Use of present-day boundaries

Both because of and despite of the rather drastic alterations in municipality boundaries, the four volume History Tromsø City is based on its present-day borders. The old town, the surrounding Tromsøysund municipality as well as parts of what was then Hillesøy, Lyngen and Karlsøy, is covered in the work and is to some degree treated separately when it comes to political and social history. Publishing different volumes for the different parts of the municipality was not a viable alternative, since several of the parts do not constitute meaningful localities. On the other hand, it's simple to find examples of how the comprehensive model caused extra work, e.g. with the sources.
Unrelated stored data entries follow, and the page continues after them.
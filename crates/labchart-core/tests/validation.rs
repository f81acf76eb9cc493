// File: crates/labchart-core/tests/validation.rs
// Purpose: Malformed chart specs are rejected before anything is drawn or written.

use labchart_core::{rgb_hex, BarChartRenderer, ChartSpec, RenderError, RenderOptions, Series};

fn renderer() -> BarChartRenderer {
    BarChartRenderer::new(RenderOptions::default())
}

fn assert_invalid(spec: ChartSpec, needle: &str) {
    match renderer().plan(&spec) {
        Err(RenderError::InvalidSpec(msg)) => assert!(msg.contains(needle), "message {msg:?} lacks {needle:?}"),
        other => panic!("expected InvalidSpec containing {needle:?}, got {other:?}"),
    }
}

fn two_categories(out: &str) -> ChartSpec {
    ChartSpec::new(["trade_data", "tweets"], format!("target/test_out/{out}"))
}

#[test]
fn length_mismatch_is_rejected() {
    assert_invalid(two_categories("v1.png").series(Series::new("LSM", vec![1.0, 2.0, 3.0])), "3 values for 2 categories");
}

#[test]
fn empty_series_is_rejected() {
    assert_invalid(two_categories("v2.png").series(Series::new("LSM", vec![])), "is empty");
}

#[test]
fn missing_series_or_categories_is_rejected() {
    assert_invalid(two_categories("v3.png"), "at least one series");
    let none: [&str; 0] = [];
    assert_invalid(ChartSpec::new(none, "target/test_out/v4.png"), "at least one category");
}

#[test]
fn duplicate_categories_are_rejected() {
    let spec = ChartSpec::new(["a", "a"], "target/test_out/v5.png").series(Series::new("s", vec![1.0, 2.0]));
    assert_invalid(spec, "duplicate category");
}

#[test]
fn log_scale_rejects_zero() {
    let spec = two_categories("v6.png").log_scale().series(Series::new("t", vec![0.0, 2.0]));
    assert_invalid(spec, "log scale needs values > 0");
}

#[test]
fn non_finite_values_are_rejected() {
    assert_invalid(two_categories("v7.png").series(Series::new("t", vec![f64::NAN, 2.0])), "non-finite");
    assert_invalid(two_categories("v8.png").series(Series::new("t", vec![f64::INFINITY, 2.0])), "non-finite");
}

#[test]
fn negative_values_are_valid_on_linear_axes_only() {
    let linear = two_categories("v11.png").series(Series::new("d", vec![-3.0, 5.0]));
    assert!(linear.validate().is_ok());
    assert_invalid(linear.log_scale(), "log scale needs values > 0");
}

#[test]
fn bar_color_count_must_match_categories() {
    let spec = two_categories("v9.png")
        .series(Series::new("t", vec![1.0, 2.0]).with_bar_colors(vec![rgb_hex(0xff0000)]));
    assert_invalid(spec, "1 bar colors for 2 categories");
}

#[test]
fn group_width_and_dpi_are_bounded() {
    let ok = || two_categories("v10.png").series(Series::new("t", vec![1.0, 2.0]));
    assert_invalid(ok().group_width(0.0), "group width");
    assert_invalid(ok().group_width(1.5), "group width");
    assert_invalid(ok().dpi(0), "dpi");
    assert!(ok().validate().is_ok());
}

#[test]
fn invalid_spec_writes_no_file() {
    let out = std::path::PathBuf::from("target/test_out/never_written.png");
    std::fs::remove_file(&out).ok();
    let spec = ChartSpec::new(["a", "b"], &out).series(Series::new("s", vec![1.0]));
    assert!(matches!(renderer().render(&spec), Err(RenderError::InvalidSpec(_))));
    assert!(!out.exists());
}
// File: crates/labchart-reports/src/bin/lab3.rs
// Summary: Renders the lab 3 (LSM vs PostgreSQL) report charts.

use anyhow::Result;
use labchart_reports::{lab3, logger, output_dir, render_all};

fn main() -> Result<()> {
    logger::init_logger()?;
    let out = output_dir();
    render_all(&lab3::charts(&out))
}
// File: crates/labchart-core/src/axis.rs
// Summary: Value axis model: title, resolved range, and scale kind.

#[derive(Clone, Copy, Debug, Default, PartialEq, Eq)]
pub enum ScaleKind {
    #[default]
    Linear,
    Log10,
}

#[derive(Clone, Debug, PartialEq)]
pub struct Axis {
    pub label: String,
    pub min: f64,
    pub max: f64,
    pub kind: ScaleKind,
}

impl Axis {
    pub fn new(label: impl Into<String>, min: f64, max: f64) -> Self {
        Self { label: label.into(), min, max, kind: ScaleKind::Linear }
    }

    pub fn log10(label: impl Into<String>, min: f64, max: f64) -> Self {
        Self { label: label.into(), min, max, kind: ScaleKind::Log10 }
    }
}
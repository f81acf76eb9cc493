// File: crates/labchart-core/src/grid.rs
// Summary: Tick layout helpers for linear and log10 value axes.

/// A tick position on the value axis with its rendered label.
#[derive(Clone, Debug, PartialEq)]
pub struct Tick {
    pub value: f64,
    pub label: String,
}

/// Round `span / target` up to 1, 2, 2.5, 5 or 10 times a power of ten.
pub fn nice_step(span: f64, target: usize) -> f64 {
    let raw = (span / target.max(1) as f64).abs();
    if raw <= 0.0 || !raw.is_finite() {
        return 1.0;
    }
    let mag = 10f64.powf(raw.log10().floor());
    let norm = raw / mag;
    let nice = if norm <= 1.0 {
        1.0
    } else if norm <= 2.0 {
        2.0
    } else if norm <= 2.5 {
        2.5
    } else if norm <= 5.0 {
        5.0
    } else {
        10.0
    };
    nice * mag
}

/// Fewest decimals that print `step` exactly (capped at 6).
pub fn decimals_for_step(step: f64) -> usize {
    for d in 0..6 {
        let scaled = step * 10f64.powi(d as i32);
        if (scaled - scaled.round()).abs() < 1e-6 {
            return d;
        }
    }
    6
}

/// Evenly spaced ticks on multiples of a nice step within `[min, max]`.
pub fn linear_ticks(min: f64, max: f64, target: usize) -> Vec<Tick> {
    let step = nice_step(max - min, target);
    let decimals = decimals_for_step(step);
    let first = (min / step).ceil() as i64;
    let last = (max / step + 1e-9).floor() as i64;
    (first..=last)
        .map(|k| {
            let value = k as f64 * step;
            Tick { value, label: format!("{:.*}", decimals, value) }
        })
        .collect()
}

/// One tick per power of ten inside `[min, max]`; both bounds must be positive.
pub fn log10_ticks(min: f64, max: f64) -> Vec<Tick> {
    let lo = (min.log10() - 1e-9).ceil() as i32;
    let hi = (max.log10() + 1e-9).floor() as i32;
    (lo..=hi)
        .map(|e| Tick { value: 10f64.powi(e), label: decade_label(e) })
        .collect()
}

/// `10` followed by the exponent in superscript digits, e.g. `10⁻¹`.
pub fn decade_label(exponent: i32) -> String {
    let mut out = String::from("10");
    out.extend(exponent.to_string().chars().map(superscript));
    out
}

fn superscript(c: char) -> char {
    match c {
        '0' => '⁰',
        '1' => '¹',
        '2' => '²',
        '3' => '³',
        '4' => '⁴',
        '5' => '⁵',
        '6' => '⁶',
        '7' => '⁷',
        '8' => '⁸',
        '9' => '⁹',
        '-' => '⁻',
        other => other,
    }
}

#[cfg(test)]
mod tests {
    use super::*;

    #[test]
    fn nice_steps() {
        assert_eq!(nice_step(10_000.0, 6), 2_000.0);
        assert_eq!(nice_step(6.0, 6), 1.0);
        assert!((nice_step(1.3, 6) - 0.25).abs() < 1e-12);
        assert_eq!(nice_step(0.0, 6), 1.0);
    }

    #[test]
    fn linear_ticks_start_at_zero() {
        let ticks = linear_ticks(0.0, 9_900.0, 6);
        assert_eq!(ticks.first().map(|t| t.value), Some(0.0));
        assert_eq!(ticks.last().map(|t| t.label.as_str()), Some("8000"));
        assert_eq!(ticks.len(), 5);
    }

    #[test]
    fn fractional_tick_labels_keep_precision() {
        let ticks = linear_ticks(0.0, 6.2, 6);
        let labels: Vec<_> = ticks.iter().map(|t| t.label.as_str()).collect();
        assert_eq!(labels, ["0", "2", "4", "6"]);

        let ticks = linear_ticks(0.0, 1.3, 6);
        assert_eq!(ticks[1].label, "0.25");
    }

    #[test]
    fn log_ticks_one_per_decade() {
        let ticks = log10_ticks(0.1, 250.0);
        let labels: Vec<_> = ticks.iter().map(|t| t.label.as_str()).collect();
        assert_eq!(labels, ["10⁻¹", "10⁰", "10¹", "10²"]);
    }
}
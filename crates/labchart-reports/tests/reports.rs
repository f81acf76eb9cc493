// File: crates/labchart-reports/tests/reports.rs
// Purpose: The lab report chart sets are valid and render to the expected files.

use std::path::{Path, PathBuf};

use labchart_core::{BarChartRenderer, RenderOptions, ScaleKind};
use labchart_reports::{lab3, lab4, render_all_to};

fn file_names(specs: &[labchart_core::ChartSpec]) -> Vec<String> {
    specs
        .iter()
        .map(|s| s.output.file_name().unwrap().to_string_lossy().into_owned())
        .collect()
}

#[test]
fn lab3_charts_are_valid() {
    let specs = lab3::charts(Path::new("docs/images"));
    assert_eq!(file_names(&specs), ["lab3_sizes.png", "lab3_read.png", "lab3_write.png"]);
    for spec in &specs {
        spec.validate().expect("valid");
        assert_eq!(spec.scale, ScaleKind::Linear);
        assert_eq!(spec.dpi, 300);
        assert!(spec.show_legend());
        assert_eq!(spec.output.parent(), Some(Path::new("docs/images")));
    }
    assert_eq!(specs[0].series.len(), 3);
    assert_eq!(specs[1].series.len(), 2);
}

#[test]
fn lab3_size_labels_use_one_decimal() {
    let renderer = BarChartRenderer::new(RenderOptions::default());
    let plan = renderer.plan(&lab3::charts(Path::new("out"))[0]).expect("plan");
    let labels = plan.labels();
    assert!(labels.starts_with(&["265.5", "3997.6", "792.5"]));
}

#[test]
fn lab4_time_charts_are_logarithmic() {
    let specs = lab4::charts(Path::new("docs/images"));
    assert_eq!(
        file_names(&specs),
        ["lab4_compression_ratio.png", "lab4_compress_time.png", "lab4_decompress_time.png"]
    );
    assert_eq!(specs[0].scale, ScaleKind::Linear);
    assert_eq!(specs[1].scale, ScaleKind::Log10);
    assert_eq!(specs[2].scale, ScaleKind::Log10);
    for spec in &specs {
        spec.validate().expect("valid");
        assert!(!spec.show_legend());
        assert_eq!(spec.series[0].bar_colors.len(), 3);
    }
    assert_eq!(specs[0].value_format.format(5.67), "5.67×");
    assert_eq!(specs[1].value_format.format(22.67), "22.67 s");
}

#[test]
fn reports_render_to_output_dir() {
    let out = PathBuf::from("target/test_out/reports");
    let renderer = BarChartRenderer::new(RenderOptions::default());
    let specs = lab3::charts(&out).into_iter().chain(lab4::charts(&out));
    for spec in specs.map(|s| s.dpi(50)) {
        renderer.render(&spec).expect("render");
        let len = std::fs::metadata(&spec.output).expect("exists").len();
        assert!(len > 0, "{} is empty", spec.output.display());
    }
}

#[test]
fn render_all_reports_each_saved_file() {
    let out = PathBuf::from("target/test_out/reports_stdout");
    let specs: Vec<_> = lab4::charts(&out).into_iter().map(|s| s.dpi(40)).collect();
    let mut buf = Vec::new();
    render_all_to(&mut buf, &specs).expect("render all");

    let text = String::from_utf8(buf).expect("utf8");
    let lines: Vec<&str> = text.lines().collect();
    let expected: Vec<String> = specs
        .iter()
        .enumerate()
        .map(|(i, s)| format!("✓ Chart {} saved: {}", i + 1, s.output.display()))
        .collect();
    assert_eq!(lines.len(), 5, "{text}");
    assert_eq!(&lines[..3], expected.as_slice());
    assert_eq!(lines[3], "");
    assert_eq!(lines[4], "All charts generated successfully!");
}

#[test]
fn render_all_stops_before_summary_on_failure() {
    let blocker = PathBuf::from("target/test_out/reports_blocker");
    std::fs::create_dir_all(blocker.parent().unwrap()).unwrap();
    std::fs::write(&blocker, b"file").unwrap();

    let mut specs: Vec<_> = lab4::charts(Path::new("target/test_out/reports_partial"))
        .into_iter()
        .map(|s| s.dpi(40))
        .collect();
    specs[1].output = blocker.join("chart.png");

    let mut buf = Vec::new();
    assert!(render_all_to(&mut buf, &specs).is_err());
    let text = String::from_utf8(buf).expect("utf8");
    assert_eq!(text.lines().count(), 1, "{text}");
    assert!(text.starts_with("✓ Chart 1 saved: "));
    assert!(!text.contains("All charts generated"));
}
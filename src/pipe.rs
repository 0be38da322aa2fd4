//! Bidirectional byte pump with half-close propagation.

use socket2::SockRef;
use std::io;
use std::net::Shutdown;
use std::sync::atomic::{AtomicU64, Ordering};
use tokio::io::{AsyncRead, AsyncReadExt, AsyncWrite, AsyncWriteExt};
use tokio::net::tcp::{OwnedReadHalf, OwnedWriteHalf};
use tokio::net::TcpStream;
use tracing::{debug, warn};

const BUF_SIZE: usize = 8 * 1024;

/// Read half that can shut down its direction without closing the socket.
pub trait ReadHalfClose: AsyncRead + Unpin + Send {
    fn read_half_close(&self) -> io::Result<()>;
}

/// A stream the pipe can split into a readable half and a writable half.
/// The writable half is half-closed through `AsyncWriteExt::shutdown`.
pub trait Duplex: Send + 'static {
    type Reader: ReadHalfClose + 'static;
    type Writer: AsyncWrite + Unpin + Send + 'static;

    fn into_halves(self) -> (Self::Reader, Self::Writer);
}

impl ReadHalfClose for OwnedReadHalf {
    fn read_half_close(&self) -> io::Result<()> {
        let stream: &TcpStream = self.as_ref();
        SockRef::from(stream).shutdown(Shutdown::Read)
    }
}

impl Duplex for TcpStream {
    type Reader = OwnedReadHalf;
    type Writer = OwnedWriteHalf;

    fn into_halves(self) -> (OwnedReadHalf, OwnedWriteHalf) {
        self.into_split()
    }
}

/// Bytes moved through a connection manager's pipes.
#[derive(Debug, Default)]
pub struct Statistic {
    /// Bytes read from targets (target -> source)
    read: AtomicU64,
    /// Bytes written to targets (source -> target)
    written: AtomicU64,
}

impl Statistic {
    pub fn new() -> Self {
        Self::default()
    }

    pub fn read(&self) -> u64 {
        self.read.load(Ordering::Relaxed)
    }

    pub fn written(&self) -> u64 {
        self.written.load(Ordering::Relaxed)
    }

    /// Zeroes both counters and returns the previous `(read, written)`.
    pub fn reset(&self) -> (u64, u64) {
        (
            self.read.swap(0, Ordering::Relaxed),
            self.written.swap(0, Ordering::Relaxed),
        )
    }
}

/// Pumps bytes both ways until each direction has finished.
///
/// Returns `(read, written)`: bytes read from the target and bytes written
/// to it.
pub async fn pipe<S, T>(source: S, target: T, stats: &Statistic) -> (u64, u64)
where
    S: Duplex,
    T: Duplex,
{
    let (source_read, source_write) = source.into_halves();
    let (target_read, target_write) = target.into_halves();

    let read_loop = copy_loop(target_read, source_write, "read", &stats.read);
    let write_loop = copy_loop(source_read, target_write, "write", &stats.written);

    tokio::join!(read_loop, write_loop)
}

async fn copy_loop<R, W>(
    mut reader: R,
    mut writer: W,
    name: &'static str,
    counter: &AtomicU64,
) -> u64
where
    R: ReadHalfClose,
    W: AsyncWrite + Unpin,
{
    let mut buf = vec![0u8; BUF_SIZE];
    let mut total = 0u64;

    loop {
        let n = match reader.read(&mut buf).await {
            Ok(0) => {
                debug!(direction = name, total, "eof");
                if let Err(e) = reader.read_half_close() {
                    debug!(direction = name, error = %e, "fail to close(read) source conn");
                }
                if let Err(e) = writer.shutdown().await {
                    debug!(direction = name, error = %e, "fail to close(write) target conn");
                }
                return total;
            }
            Ok(n) => n,
            Err(e) => {
                warn!(direction = name, error = %e, "read failed");
                if let Err(e) = writer.shutdown().await {
                    debug!(direction = name, error = %e, "fail to close(write) target conn");
                }
                return total;
            }
        };

        if let Err(e) = writer.write_all(&buf[..n]).await {
            warn!(direction = name, error = %e, "write failed");
            if let Err(e) = reader.read_half_close() {
                debug!(direction = name, error = %e, "fail to close(read) source conn");
            }
            return total;
        }

        total += n as u64;
        counter.fetch_add(n as u64, Ordering::Relaxed);
    }
}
In volume II10 Astri Andresen used the census microdata of 1801, 1865, 1875 and 1900 to reconstruct the present day boundaries of the municipality for her period. She has selected the data for the specific farms or places situated in the area that today is a part of Tromsø. These pieces are then put together so that the results become censuses covering the present-day Tromsø municipality. In contrast to the printed statistic from the Central Bureau of Statistics where the old boundaries were followed, she can thus make overviews of parts of the area or all of it. Thus, we can for the first time know how many people lived in today's Tromsø-area in 1801, the birthplaces of the inhabitants here according to the three other censuses etc. An extra effort is be made to show the ethnic composition of the population in connection with an analysis of the Sami areas in Hillesøy, Tromsøysund and Sørfjorden.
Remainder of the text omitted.